Accounting for Derivatives

A Brief Look at the Complexities of Accounting for Derivatives
The basic premise of accounting is the accurate disclosure of information to allow the market to make informed judgments about firm value. This coincides with the third pillar of Basel II for banks; increased transparency allows the market to make more informed judgments about the value of the Bank. Regulators then use the share price of the bank as an additional indicator of the health of the bank.
The Statement of Financial Accounting Standards (SFAS) 133 and its close cousin, International Accounting Standards (IAS) 39[1] conclude that all derivatives meet the definition of assets or liabilities and must be recognized in financial statements. The two basic ways to record the value of a financial instrument are book value and fair value.
Book value bases the current value on the historical value with adjustments for age of the instrument. However, historical cost makes no sense for derivatives as many have an initial value of $0.
Fair value is an accounting approach to a market oriented value. A current market value is determined to set the value for accounting purposes.
Derivatives positions are generalized into two groups, speculative transactions and hedge transactions. The major difference between the two has to do with the impact on reported earnings.
Gains and losses from speculative trades are immediately recognized in the income statement, thus these trades have an immediate impact on reported earnings.
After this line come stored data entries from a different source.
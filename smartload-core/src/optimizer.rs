//! The seam between validated requests and the searches that answer them.

use std::fmt;

use thiserror::Error;

use crate::{LoadPlan, ValidatedRequest};

/// A running total that can overflow while summing orders.
#[derive(Debug, Clone, Copy, PartialEq, Eq, Hash)]
pub enum Quantity {
    /// Payout in cents.
    Payout,
    /// Weight in pounds.
    Weight,
    /// Volume in cubic feet.
    Volume,
}

impl fmt::Display for Quantity {
    fn fmt(&self, f: &mut fmt::Formatter<'_>) -> fmt::Result {
        f.write_str(match self {
            Self::Payout => "payout",
            Self::Weight => "weight",
            Self::Volume => "volume",
        })
    }
}

/// Errors returned by [`Optimizer::optimize`].
#[derive(Debug, Clone, PartialEq, Eq, Error)]
pub enum OptimizeError {
    /// More candidates survived filtering than the dense search supports.
    #[error("{count} candidate orders exceed the supported limit of {cap}")]
    CandidateCountExceeded {
        /// Candidates remaining after filtering.
        count: usize,
        /// Configured upper bound.
        cap: usize,
    },
    /// Summing the candidates overflowed a 64-bit total.
    #[error("{quantity} total overflowed")]
    ArithmeticOverflow {
        /// Which total overflowed.
        quantity: Quantity,
    },
    /// The caller stopped the search or its time limit elapsed.
    #[error("optimization was cancelled before completing")]
    Cancelled,
}

/// Alias for the optimizer error type.
pub type Error = OptimizeError;

/// Choose the most profitable feasible load for a validated request.
///
/// Implementations must be deterministic: the same request always yields
/// the same plan. Optimizers must be `Send + Sync` so a single instance can
/// serve concurrent callers.
pub trait Optimizer: Send + Sync {
    /// Optimize a request, producing a load plan or an error.
    fn optimize(&self, request: &ValidatedRequest) -> Result<LoadPlan, Error>;
}
use nom_exif::EntryValue;

/// Renders a decoded entry as a clean owned string.
///
/// The decoder's `Display` wraps text values in quotes; strip those along
/// with surrounding whitespace. An empty rendering counts as no value.
pub(crate) fn render_entry(value: &EntryValue) -> Option<String> {
    let rendered = value.to_string();
    let cleaned = rendered.trim().trim_matches('"').trim();
    if cleaned.is_empty() {
        None
    } else {
        Some(cleaned.to_string())
    }
}
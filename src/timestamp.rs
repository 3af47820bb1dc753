use chrono::{DateTime, FixedOffset, NaiveDate, NaiveDateTime, NaiveTime};
use serde::{Serialize, Serializer};
use std::fmt;

/// A capture timestamp as rendered by the metadata decoder.
///
/// Exif timestamps come in several shapes: a naive local time
/// (`2017:08:01 16:20:43`), a time with a UTC offset, subsecond variants of
/// both, or a bare date. Decoders that normalize add RFC 3339 renderings to
/// the mix. Values that fit none of the known shapes are preserved verbatim
/// as [`Timestamp::Raw`] rather than dropped.
#[derive(Debug, Clone, PartialEq)]
pub enum Timestamp {
    Zoned(DateTime<FixedOffset>),
    Naive(NaiveDateTime),
    Date(NaiveDate),
    Raw(String),
}

impl Timestamp {
    /// Guesses the shape of a timestamp rendering. Never fails; unparseable
    /// input comes back as [`Timestamp::Raw`].
    pub fn parse(s: &str) -> Self {
        let s = s.trim();

        if let Ok(zoned) = DateTime::parse_from_rfc3339(s) {
            return Self::Zoned(zoned);
        }
        // Full subseconds and offset like +03:00
        if let Ok(zoned) = DateTime::parse_from_str(s, "%Y:%m:%d %H:%M:%S%.f%:z") {
            return Self::Zoned(zoned);
        }
        // Offset without subseconds
        if let Ok(zoned) = DateTime::parse_from_str(s, "%Y:%m:%d %H:%M:%S%:z") {
            return Self::Zoned(zoned);
        }
        // Windows-style offset (e.g. +0300)
        if let Ok(zoned) = DateTime::parse_from_str(s, "%Y:%m:%d %H:%M:%S%.f%#z") {
            return Self::Zoned(zoned);
        }
        if let Ok(zoned) = DateTime::parse_from_str(s, "%Y:%m:%d %H:%M:%S%#z") {
            return Self::Zoned(zoned);
        }
        // Naive, with and without subseconds
        if let Ok(naive) = NaiveDateTime::parse_from_str(s, "%Y:%m:%d %H:%M:%S%.f") {
            return Self::Naive(naive);
        }
        if let Ok(naive) = NaiveDateTime::parse_from_str(s, "%Y:%m:%d %H:%M:%S") {
            return Self::Naive(naive);
        }
        // ISO renderings some decoders emit for datetime tags
        if let Ok(naive) = NaiveDateTime::parse_from_str(s, "%Y-%m-%dT%H:%M:%S%.f") {
            return Self::Naive(naive);
        }
        if let Ok(naive) = NaiveDateTime::parse_from_str(s, "%Y-%m-%d %H:%M:%S%.f") {
            return Self::Naive(naive);
        }
        // Bare dates
        if let Ok(date) = NaiveDate::parse_from_str(s, "%Y:%m:%d") {
            return Self::Date(date);
        }
        if let Ok(date) = NaiveDate::parse_from_str(s, "%Y-%m-%d") {
            return Self::Date(date);
        }

        Self::Raw(s.to_string())
    }

    /// The calendar date, when one was recognized.
    pub fn date(&self) -> Option<NaiveDate> {
        match self {
            Self::Zoned(dt) => Some(dt.date_naive()),
            Self::Naive(dt) => Some(dt.date()),
            Self::Date(date) => Some(*date),
            Self::Raw(_) => None,
        }
    }

    /// The time of day, when one was recognized. Bare dates have none.
    pub fn time(&self) -> Option<NaiveTime> {
        match self {
            Self::Zoned(dt) => Some(dt.time()),
            Self::Naive(dt) => Some(dt.time()),
            Self::Date(_) | Self::Raw(_) => None,
        }
    }
}

/// Canonical Exif rendering: colon-separated date, space, time, offset when
/// one is known. Raw values print unchanged.
impl fmt::Display for Timestamp {
    fn fmt(&self, f: &mut fmt::Formatter<'_>) -> fmt::Result {
        match self {
            Self::Zoned(dt) => write!(f, "{}", dt.format("%Y:%m:%d %H:%M:%S%:z")),
            Self::Naive(dt) => write!(f, "{}", dt.format("%Y:%m:%d %H:%M:%S")),
            Self::Date(date) => write!(f, "{}", date.format("%Y:%m:%d")),
            Self::Raw(s) => f.write_str(s),
        }
    }
}

impl Serialize for Timestamp {
    fn serialize<S: Serializer>(&self, serializer: S) -> Result<S::Ok, S::Error> {
        serializer.collect_str(self)
    }
}
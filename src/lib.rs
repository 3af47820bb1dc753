//! # exifstamp
//!
//! Reads the capture timestamp out of an image file's Exif metadata and
//! returns it as an owned string — including to callers in other runtimes,
//! through a small C ABI.
//!
//! All metadata decoding (TIFF/IFD structure, tag dictionaries, byte order)
//! is owned by the external decoder this crate wraps; exifstamp is the
//! extraction boundary around it: open by path, parse everything, look one
//! field up, hand back an independently owned string.
//!
//! ## Basic Usage
//!
//! ```no_run
//! use exifstamp::{ExtractError, FieldKey, MetadataReader, Timestamp};
//! use std::path::Path;
//!
//! fn main() -> Result<(), ExtractError> {
//!     let mut reader = MetadataReader::new();
//!     let path = Path::new("path/to/your/image.jpg");
//!
//!     // The decoder's rendering of Exif.Image.DateTime
//!     let taken = reader.read_timestamp(path)?;
//!     println!("Taken: {taken}");
//!
//!     // Parsed into date and time
//!     let ts: Timestamp = reader.read_timestamp_parsed(path)?;
//!     println!("Date: {:?}, time: {:?}", ts.date(), ts.time());
//!
//!     // Any other supported field, by its qualified key
//!     let make = reader.read_field(path, FieldKey::parse("Exif.Image.Make")?)?;
//!     println!("Make: {make}");
//!
//!     Ok(())
//! }
//! ```
//!
//! Callers that only want the original one-bit outcome — a value or nothing,
//! no failure detail — use the collapsed form:
//!
//! ```no_run
//! use std::path::Path;
//!
//! match exifstamp::extract_timestamp(Path::new("image.jpg")) {
//!     Some(taken) => println!("Taken: {taken}"),
//!     None => println!("no timestamp"),
//! }
//! ```
//!
//! The same collapsed contract is what crosses the C ABI; see [`ffi`] for
//! the entry point and the ownership rules of the returned string.

// Public API
mod error;
mod field;
mod reader;
mod timestamp;

pub use error::ExtractError;
pub use field::FieldKey;
pub use reader::{extract_timestamp, MetadataReader};
pub use timestamp::Timestamp;

pub mod ffi;

mod utils;
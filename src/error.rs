use std::path::PathBuf;
use thiserror::Error;

/// Typed failure modes for same-runtime callers.
///
/// The C ABI in [`crate::ffi`] does not expose this taxonomy: there every
/// variant collapses into the null sentinel.
#[derive(Debug, Error)]
pub enum ExtractError {
    #[error("metadata decode failed: {0}")]
    Decode(#[from] nom_exif::Error),

    #[error("unsupported field key: {key}")]
    UnsupportedKey { key: String },

    #[error("field not present. file={}, key={key}", file.display())]
    FieldMissing { file: PathBuf, key: String },
}
//! # flow-core
//!
//! Shared types for the Flow Execution Engine: the expression evaluator and
//! variable environment (C1/C2), the IR shape the scheduler traverses (part
//! of C10), the `FlowState` threaded through a run, the message/value types
//! every subsystem boundary speaks, the `ChatModel` provider contract (§6),
//! and the circuit breaker / retry policy (C15) that `llm` and `tooling`
//! build their retry wrappers on top of.
//!
//! `flow-engine` owns the graph builder and scheduler (C10/C11 proper) and
//! composes this crate with `flow-store`, `flow-records`, `flow-memory`,
//! `flow-rag`, `llm`, and `tooling` into the top-level `FlowEngine`.
//!
//! ## Example
//!
//! ```rust
//! use flow_core::value::Value;
//! use flow_core::env::VariableEnvironment;
//! use flow_core::expr::{BinOp, Evaluator, Expr};
//! use indexmap::IndexMap;
//!
//! let mut env = VariableEnvironment::new();
//! env.declare("x", Value::Int(2), false).unwrap();
//! let helpers = IndexMap::new();
//! let rulegroups = IndexMap::new();
//! let mut evaluator = Evaluator::new(&mut env, None, &helpers, &rulegroups);
//! let result = evaluator
//!     .evaluate(&Expr::Binary(
//!         BinOp::Add,
//!         Box::new(Expr::Identifier("x".into())),
//!         Box::new(Expr::Int(3)),
//!     ))
//!     .unwrap();
//! assert_eq!(result, Value::Int(5));
//! ```

pub mod breaker;
pub mod builtins;
pub mod env;
pub mod error;
pub mod expr;
pub mod ir;
pub mod llm;
pub mod messages;
pub mod retry;
pub mod scheduler;
pub mod state;
pub mod value;

pub use breaker::{BreakerState, CircuitBreaker, CircuitBreakerEntry};
pub use env::{EnvError, ExternalResolver, VariableEnvironment};
pub use error::{FlowCoreError, Result};
pub use expr::{BinOp, Evaluator, Expr, ExpressionError, HelperFn, RuleGroup, UnOp};
pub use ir::{
    ConfigEntry, FlowGraph, FlowNode, FormField, IfBranch, IrProgram, LogLevel, MatchArm,
    MatchPattern, NodeKind, Pattern, SetTarget, Statement,
};
pub use llm::{
    ChatModel, ChatRequest, ChatRequestConfig, ChatResponse, ChatStreamChunk, ChatStreamResponse,
    ReasoningContent, ReasoningMode, ToolSpec, UsageMetadata,
};
pub use messages::{Message, MessageContent, MessageRole, ToolCall};
pub use retry::{RetriableKind, RetryPolicy, RetryState, with_retry};
pub use scheduler::{build_graph, run_node, DispatchError, NodeDispatcher, SchedulerContext, SchedulerError};
pub use state::{
    CheckpointEntry, FlowError, FlowState, InputRequest, LogEntry, NoteEntry, RunContext,
    StepResult,
};
pub use value::Value;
Gains and losses from hedge trades are reported, in accordance with the type of hedge either, in Other Comprehensive Income (OCI) or ordinary income.
OCI is not reported in the income statement, but accumulated in the equity account on the balance sheet. As such there is no impact on earnings. At some future date, items in OCI are re-categorized and impact earnings at a later date. Companies prefer to match up the gains or losses in the hedged position with the offsetting losses or gains from the hedge transaction. The goal is to have the impact from both positions go to ordinary income at the same time. A mismatch in timing could result in a negative impact on income in one reporting period, only to be offset by a similar positive impact in a different reporting period. This results in earnings volatility, which can impact share price.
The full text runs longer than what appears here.